Needless to say, I don’t need to take painkillers to sleep now as I’ve recovered. So withdrawing the medicine has no effect.
2. Permanently ill
But some medicines need to be taken for a prolonged period of time (sometimes indefinitely) to keep an illness and/or pain at bay.
Withdrawing medicine too early can therefore cause the patient to get ill again.
3. Addictive drug
Too much medicine can also cause problems. There are fears that over prescription of antibiotics are leading to superbugs. Moreover, the US opioid addiction epidemic is blamed on excessive painkiller prescriptions.
Regular readers will be familiar with my own sugar addiction (it’s even in my bio). I always try and eat sweets before presenting to give myself a buzz. But there’s an inevitable dip when the sugar rush wears out.
The final form of medicine is a placebo.
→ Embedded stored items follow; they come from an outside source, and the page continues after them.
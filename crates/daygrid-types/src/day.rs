//! Calendar-day index used by the event store.
//!
//! A [`DayKey`] is a year/month/day triple with no time-of-day and no
//! offset attached. The calendar derives it from an instant in its
//! configured time zone; two instants on the same local day always map
//! to the same key regardless of sub-day time or DST transitions.

use chrono::{Datelike, NaiveDate, Weekday};
use serde::{Deserialize, Serialize};
use ts_rs::TS;

/// Canonical identifier for one calendar day.
#[derive(Debug, Clone, Copy, PartialEq, Eq, PartialOrd, Ord, Hash, Serialize, Deserialize, TS)]
#[ts(export, export_to = "bindings/")]
pub struct DayKey(pub NaiveDate);

impl DayKey {
    /// Build a key from year, month (1-12) and day (1-31).
    ///
    /// Returns `None` for dates that do not exist.
    pub fn from_ymd(year: i32, month: u32, day: u32) -> Option<Self> {
        NaiveDate::from_ymd_opt(year, month, day).map(Self)
    }

    /// Return the underlying calendar date.
    pub const fn date(self) -> NaiveDate {
        self.0
    }

    /// Day of the week.
    pub fn weekday(self) -> Weekday {
        self.0.weekday()
    }
}

impl From<NaiveDate> for DayKey {
    fn from(date: NaiveDate) -> Self {
        Self(date)
    }
}

impl From<DayKey> for NaiveDate {
    fn from(day: DayKey) -> Self {
        day.0
    }
}

impl core::fmt::Display for DayKey {
    fn fmt(&self, f: &mut core::fmt::Formatter<'_>) -> core::fmt::Result {
        write!(f, "{}", self.0.format("%Y-%m-%d"))
    }
}
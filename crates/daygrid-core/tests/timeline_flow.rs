//! Integration tests for the store -> layout flow.
//!
//! Drives the public API the way a renderer would: file events, ask for
//! one hour's events, partition them into columns, and lay them out.

#![allow(clippy::unwrap_used, clippy::indexing_slicing)]

use std::sync::Arc;

use chrono::{DateTime, TimeZone, Utc, Weekday};
use daygrid_core::config::TIME_ZONE_ENV;
use daygrid_core::{DayTimeline, EventStore, TimelineCalendar, TimelineConfig, focus_hour};
use daygrid_layout::{LayoutMetrics, assign_columns, layout};
use daygrid_types::{DayKey, Event, EventColor, Size};

const EPSILON: f64 = 1e-9;

fn at(d: u32, hour: u32, minute: u32) -> DateTime<Utc> {
    Utc.with_ymd_and_hms(2024, 11, d, hour, minute, 0).unwrap()
}

fn day(d: u32) -> DayKey {
    DayKey::from_ymd(2024, 11, d).unwrap()
}

fn event(name: &str, start: DateTime<Utc>, end: DateTime<Utc>) -> Event {
    Event::new(name, start, end, EventColor::from_rgb(0x1A, 0xBC, 0x9C))
}

fn names(events: &[Event]) -> Vec<&str> {
    events.iter().map(|e| e.name.as_str()).collect()
}

fn three_overlapping() -> Vec<Event> {
    vec![
        event("Event 1", at(6, 9, 0), at(6, 11, 0)).with_livestream(true),
        event("Event 2", at(6, 9, 30), at(6, 10, 30)),
        event("Event 3", at(6, 10, 0), at(6, 12, 0)),
    ]
}

#[test]
fn end_to_end_three_overlapping_events() {
    let store = EventStore::new(TimelineCalendar::utc());
    store.add_all(three_overlapping());

    let nine = store.events_overlapping_hour(day(6), 9);
    assert_eq!(names(&nine), vec!["Event 1", "Event 2"]);

    let columns = assign_columns(&store.events_on(day(6)));
    assert_eq!(columns.len(), 3);

    let back_to_back = vec![
        event("first", at(6, 9, 0), at(6, 10, 0)),
        event("second", at(6, 10, 0), at(6, 11, 0)),
    ];
    let columns = assign_columns(&back_to_back);
    assert_eq!(columns.len(), 1);
    assert_eq!(names(columns[0].events()), vec!["first", "second"]);
}

#[test]
fn hour_ten_row_is_laid_out_side_by_side() {
    let store = EventStore::new(TimelineCalendar::utc());
    store.add_all(three_overlapping());

    let hour_start = store.calendar().hour_start(day(6), 10).unwrap();
    let events = store.events_overlapping_hour(day(6), 10);
    let columns = assign_columns(&events);
    let placements = layout(
        &columns,
        hour_start,
        Size::new(240.0, 60.0),
        &LayoutMetrics::default(),
    );

    assert_eq!(placements.len(), 3);
    for (i, a) in placements.iter().enumerate() {
        assert!((a.rect.width - 76.0).abs() < EPSILON);
        for b in placements.iter().skip(i + 1) {
            assert!(!a.rect.intersects(&b.rect), "{} collides with {}", a.event.name, b.event.name);
        }
    }
    assert!(placements[0].event.has_livestream);
}

#[test]
fn day_timeline_matches_per_hour_queries() {
    let store = EventStore::new(TimelineCalendar::utc());
    store.add_all(three_overlapping());
    let timeline = DayTimeline::build(
        &store,
        day(6),
        Size::new(240.0, 60.0),
        &LayoutMetrics::default(),
    );

    for row in &timeline.rows {
        let expected = store.events_overlapping_hour(day(6), row.hour).len();
        assert_eq!(row.placements.len(), expected, "hour {}", row.hour);
    }
    assert_eq!(timeline.row(9).unwrap().placements.len(), 2);
    assert_eq!(timeline.row(10).unwrap().placements.len(), 3);
    assert_eq!(timeline.row(11).unwrap().placements.len(), 1);
    assert_eq!(timeline.row(11).unwrap().placements[0].column_count, 1);
}

#[test]
fn midnight_crossing_event_stays_on_start_day() {
    let store = EventStore::new(TimelineCalendar::utc());
    store.add(event("late", at(6, 23, 30), at(7, 0, 15)));

    assert_eq!(store.events_on(day(6)).len(), 1);
    assert!(store.events_on(day(7)).is_empty());
    assert!(!store.has_events(day(7)));
}

#[test]
fn zero_duration_event_gets_minimum_height() {
    let blip = event("blip", at(6, 11, 0), at(6, 11, 0));
    let columns = assign_columns(std::slice::from_ref(&blip));
    let placements = layout(
        &columns,
        at(6, 11, 0),
        Size::new(240.0, 60.0),
        &LayoutMetrics::default(),
    );
    assert_eq!(placements[0].duration_minutes, 1);
    assert!(
        (placements[0].rect.height - LayoutMetrics::DEFAULT_MINIMUM_VISIBLE_HEIGHT).abs()
            < EPSILON
    );
}

#[test]
fn clear_scope_is_one_day() {
    let store = EventStore::new(TimelineCalendar::utc());
    store.add(event("a", at(6, 9, 0), at(6, 10, 0)));
    store.add(event("b", at(7, 9, 0), at(7, 10, 0)));
    store.clear(day(6));
    assert!(store.events_on(day(6)).is_empty());
    assert_eq!(names(&store.events_on(day(7))), vec!["b"]);
}

#[test]
fn shared_store_serves_concurrent_layouts() {
    let store = Arc::new(EventStore::new(TimelineCalendar::utc()));
    store.add_all(three_overlapping());

    let handles: Vec<_> = (9..12)
        .map(|hour| {
            let store = Arc::clone(&store);
            std::thread::spawn(move || {
                DayTimeline::build(
                    &store,
                    day(6),
                    Size::new(240.0, 60.0),
                    &LayoutMetrics::default(),
                )
                .row(hour)
                .map(|row| row.placements.len())
            })
        })
        .collect();

    let counts: Vec<Option<usize>> = handles.into_iter().map(|h| h.join().unwrap()).collect();
    assert_eq!(counts, vec![Some(2), Some(3), Some(1)]);
}

#[test]
fn configured_zone_drives_filing_and_focus() {
    let yaml = "calendar:\n  time_zone: \"UTC\"\n  first_weekday: \"monday\"\n";
    let mut config = TimelineConfig::parse(yaml).unwrap();
    config
        .calendar
        .apply_overrides(|key| (key == TIME_ZONE_ENV).then(|| "Asia/Tokyo".to_owned()));
    let calendar = config.calendar().unwrap();
    assert_eq!(calendar.time_zone(), chrono_tz::Asia::Tokyo);
    assert_eq!(calendar.first_weekday(), Weekday::Mon);

    let store = EventStore::new(calendar);
    // 00:30Z on the 7th is 09:30 on the 7th in Tokyo.
    store.add(event("standup", at(7, 0, 30), at(7, 0, 45)));
    let tokyo_day = day(7);
    assert_eq!(store.events_overlapping_hour(tokyo_day, 9).len(), 1);

    let events = store.events_on(tokyo_day);
    assert_eq!(focus_hour(&events, at(6, 22, 0), &calendar), Some(9));
}

#[test]
fn configured_row_height_sizes_the_timeline() {
    let config = TimelineConfig::parse("layout:\n  row_height: 120\n").unwrap();
    let store = EventStore::new(TimelineCalendar::utc());
    store.add(event("half", at(6, 9, 30), at(6, 10, 0)));

    let timeline = DayTimeline::build(
        &store,
        day(6),
        config.row_size(240.0).unwrap(),
        &config.metrics().unwrap(),
    );
    let rect = timeline.row(9).unwrap().placements[0].rect;
    // 30 minutes into a 120-point row, plus the 2-point top padding.
    assert!((rect.y - 62.0).abs() < EPSILON);
    assert!((rect.height - 56.0).abs() < EPSILON);
}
A dummy pill that has no direct medicinal effects but can still indirectly affect the patient through the mind and possible self-induced chemical reactions.
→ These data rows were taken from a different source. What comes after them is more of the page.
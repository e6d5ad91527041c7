//! Calendar, event store, and day-timeline composition for daygrid.
//!
//! This crate owns the stateful half of the day-timeline engine: the
//! injected calendar capability, the day-indexed event store, and the
//! glue that turns a stored day into 24 laid-out hour rows. The pure
//! overlap-resolution and geometry stages live in `daygrid-layout`.
//!
//! # Modules
//!
//! - [`calendar`] -- [`TimelineCalendar`]: time zone, first weekday, day
//!   keys, hour windows, week strips, and row labels.
//! - [`config`] -- Configuration loading from `daygrid-config.yaml` into
//!   strongly-typed structs.
//! - [`store`] -- [`EventStore`]: thread-safe events-by-day store with the
//!   half-open hour filter.
//! - [`timeline`] -- [`DayTimeline`] row assembly and [`focus_hour`].
//!
//! [`TimelineCalendar`]: calendar::TimelineCalendar
//! [`EventStore`]: store::EventStore
//! [`DayTimeline`]: timeline::DayTimeline
//! [`focus_hour`]: timeline::focus_hour

pub mod calendar;
pub mod config;
pub mod store;
pub mod timeline;

pub use calendar::{CalendarError, HOURS_PER_DAY, TimelineCalendar};
pub use config::{ConfigError, TimelineConfig};
pub use store::EventStore;
pub use timeline::{DayTimeline, HourRow, focus_hour};
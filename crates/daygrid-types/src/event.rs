//! The calendar event value and the overlap relation between events.
//!
//! An [`Event`] has no identity: two events with equal fields are
//! interchangeable, and the store keeps duplicates side by side.
//!
//! # Overlap
//!
//! Intervals are half-open, `[start, end)`. Two events overlap when
//! `a.start < b.end && b.start < a.end`. An event ending exactly when
//! another begins does not overlap it. A zero-duration event
//! (`start == end`) is an empty interval and never overlaps anything,
//! itself included.

use chrono::{DateTime, Duration, Utc};
use serde::{Deserialize, Serialize};
use ts_rs::TS;

/// Opaque display attribute attached to an event.
///
/// Stored as a packed `0xRRGGBB` value. Nothing in the engine interprets
/// it; it is carried through to the renderer untouched.
#[derive(Debug, Clone, Copy, PartialEq, Eq, Hash, Default, Serialize, Deserialize, TS)]
#[ts(export, export_to = "bindings/")]
pub struct EventColor(pub u32);

impl EventColor {
    /// Pack three channels into a color.
    pub fn from_rgb(red: u8, green: u8, blue: u8) -> Self {
        Self((u32::from(red) << 16) | (u32::from(green) << 8) | u32::from(blue))
    }

    /// Return the packed `0xRRGGBB` value.
    pub const fn into_inner(self) -> u32 {
        self.0
    }
}

impl core::fmt::Display for EventColor {
    fn fmt(&self, f: &mut core::fmt::Formatter<'_>) -> core::fmt::Result {
        write!(f, "#{:06X}", self.0 & 0x00FF_FFFF)
    }
}

/// A single calendar event.
///
/// `end` may equal `start` (zero duration is legal). `end < start` is
/// representable and is tolerated downstream: the layout engine renders
/// such an event at its minimum visible footprint.
#[derive(Debug, Clone, PartialEq, Eq, Serialize, Deserialize, TS)]
#[ts(export, export_to = "bindings/")]
pub struct Event {
    /// Display title.
    pub name: String,
    /// Inclusive start instant.
    pub start: DateTime<Utc>,
    /// Exclusive end instant.
    pub end: DateTime<Utc>,
    /// Opaque display attribute.
    pub color: EventColor,
    /// Whether the event carries a livestream badge.
    pub has_livestream: bool,
}

impl Event {
    /// Create an event without a livestream badge.
    pub fn new(
        name: impl Into<String>,
        start: DateTime<Utc>,
        end: DateTime<Utc>,
        color: EventColor,
    ) -> Self {
        Self {
            name: name.into(),
            start,
            end,
            color,
            has_livestream: false,
        }
    }

    /// Return a copy of this event with the livestream flag set.
    #[must_use]
    pub fn with_livestream(mut self, has_livestream: bool) -> Self {
        self.has_livestream = has_livestream;
        self
    }

    /// Signed length of the interval. Negative for malformed events.
    pub fn duration(&self) -> Duration {
        self.end.signed_duration_since(self.start)
    }

    /// True when `start == end`.
    pub fn is_zero_duration(&self) -> bool {
        self.start == self.end
    }

    /// True when the interval contains at least one instant.
    fn is_nonempty(&self) -> bool {
        self.start < self.end
    }

    /// Half-open overlap test against another event.
    pub fn overlaps(&self, other: &Self) -> bool {
        self.is_nonempty()
            && other.is_nonempty()
            && self.start < other.end
            && other.start < self.end
    }

    /// Half-open overlap test against the window `[window_start, window_end)`.
    ///
    /// Used by the store's hour filter: an event ending exactly at
    /// `window_start` or starting exactly at `window_end` is excluded.
    pub fn overlaps_window(&self, window_start: DateTime<Utc>, window_end: DateTime<Utc>) -> bool {
        self.is_nonempty() && self.start < window_end && window_start < self.end
    }
}
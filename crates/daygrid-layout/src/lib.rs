//! Timeline layout engine for daygrid hour rows.
//!
//! Given the events that intersect one hour window, this crate resolves
//! visual collisions by packing overlapping events into side-by-side
//! columns, then computes a rectangle for every event inside a
//! caller-measured container. Both stages are pure functions with no
//! shared state; they are re-run on every layout request and may be
//! called from any number of threads at once.
//!
//! # Modules
//!
//! - [`columns`] -- Stage A: greedy column partitioning ([`assign_columns`]).
//! - [`geometry`] -- Stage B: minute clamping and rectangle computation
//!   ([`layout`]).
//! - [`metrics`] -- Padding and minimum-height constants ([`LayoutMetrics`]).
//!
//! # Failure semantics
//!
//! Nothing here returns an error. Malformed intervals (`end < start`) and
//! events clipped entirely outside the hour are drawn at the minimum
//! visible footprint instead of breaking the row.

pub mod columns;
pub mod geometry;
pub mod metrics;

use chrono::{DateTime, Utc};
use daygrid_types::{Event, Placement, Size};

pub use columns::{Column, assign_columns, column_count};
pub use geometry::{MINUTES_PER_HOUR, layout};
pub use metrics::LayoutMetrics;

/// Partition `events` into columns and lay them out in one call.
///
/// Equivalent to [`assign_columns`] followed by [`layout`].
pub fn layout_events(
    events: &[Event],
    hour_start: DateTime<Utc>,
    container: Size,
    metrics: &LayoutMetrics,
) -> Vec<Placement> {
    let columns = assign_columns(events);
    layout(&columns, hour_start, container, metrics)
}
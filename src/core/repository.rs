//! Health repository - high-level data operations.

use crate::core::{eat, food, weight};
use crate::core::{Eat, Food, Weight};
use crate::db::{Connection, DbPath, Schema, Session};
use crate::error::{Error, Result};
use chrono::NaiveDateTime;
use std::path::Path;

/// Health tracker repository.
///
/// Owns the database connection. Each operation runs in its own session;
/// callers that need several operations in one transaction use
/// [`Repository::with_session`] directly.
pub struct Repository {
    conn: Connection,
}

impl Repository {
    /// Open a repository at the given path. The schema must already exist.
    pub fn open<P: AsRef<Path>>(path: P) -> Result<Self> {
        let mut conn = Connection::open(path)?;
        if !Schema::is_initialized(&mut conn) {
            return Err(Error::NotInitialized);
        }
        Ok(Self { conn })
    }

    /// Open a repository at the resolved default path.
    pub fn open_default() -> Result<Self> {
        Self::open(DbPath::resolve(None).as_path())
    }

    /// Open an in-memory repository with a fresh schema.
    pub fn open_in_memory() -> Result<Self> {
        let mut conn = Connection::open_in_memory()?;
        Schema::init(&mut conn)?;
        Ok(Self { conn })
    }

    /// Get the underlying connection.
    pub fn conn(&mut self) -> &mut Connection {
        &mut self.conn
    }

    /// Run a closure inside one transaction.
    ///
    /// Commits on success. On failure the session is rolled back and the
    /// error propagates to the caller; nothing is swallowed.
    pub fn with_session<T, F>(&mut self, f: F) -> Result<T>
    where
        F: FnOnce(&Session) -> Result<T>,
    {
        let sess = self.conn.session()?;
        match f(&sess) {
            Ok(value) => {
                sess.commit()?;
                Ok(value)
            }
            Err(e) => {
                // Surface the closure's error, not the rollback's
                let _ = sess.rollback();
                Err(e)
            }
        }
    }

    /// Return the existing food with this name, or create it.
    pub fn find_or_create_food(&mut self, name: &str) -> Result<Food> {
        self.with_session(|sess| food::find_or_create(sess, name))
    }

    /// Record a weight measurement.
    pub fn record_weight(&mut self, value: f64, time: Option<NaiveDateTime>) -> Result<Weight> {
        self.with_session(|sess| weight::record(sess, value, time))
    }

    /// List all weight measurements.
    pub fn list_weights(&mut self) -> Result<Vec<Weight>> {
        self.with_session(weight::list)
    }

    /// Record an eating event, creating the food row if needed.
    pub fn record_eat(
        &mut self,
        food_name: &str,
        amount: Option<&str>,
        location: Option<&str>,
        time: Option<NaiveDateTime>,
    ) -> Result<Eat> {
        self.with_session(|sess| eat::record(sess, food_name, amount, location, time))
    }

    /// Get an eat entry by id.
    pub fn get_eat(&mut self, eid: i64) -> Result<Eat> {
        self.with_session(|sess| eat::get(sess, eid))
    }

    /// List eating events, excluding soft-deleted entries.
    pub fn list_eats(&mut self) -> Result<Vec<Eat>> {
        self.with_session(eat::list)
    }

    /// Soft-delete an eat entry.
    pub fn delete_eat(&mut self, eid: i64) -> Result<()> {
        self.with_session(|sess| eat::mark_deleted(sess, eid))
    }
}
So what happens when the QE meds end? To answer this we need to understand the symptoms of the patient and the type of medicine used.
Financial markets and economies are self-reinforcing. That’s why we get business cycles. At the start of 2016, financial markets were struggling on the back of default fears due to the collapse in commodity prices. This is self-fulfilling because wider credit spreads make it more difficult for firms to borrow.
To avert a credit crunch, the Fed stopped raising interest rates and the ECB and BoJ stepped up asset purchases, including for corporate bonds. Financial markets have duly recovered. But there’s also been an underlying improvement in the patient (the economy). Global capital expenditure is strengthening as banks in both the US and emerging markets (EM) report that they have stopped tightening credit conditions.
Addiction and placebo effects cannot be ruled out. I previously showed how funding flows to EM recovered after the medicine was increased in 2016 ("Money talks"). Some of those flows could reverse if ending the medicine pushes up US Treasury yields. But it is surely safer to withdraw the medicine today, when the economy is in a self-reinforcing upswing, than a year ago when confidence was more fragile.
On balance, Lars believes that stronger earnings and a typical bull-market PE expansion justify current equity valuations. We maintain our long dollar positions as a hedge, just in case the patient has an adverse reaction to medicine withdrawal. But with inflation low, central banks can err on the side of caution, reducing the risk of going cold turkey.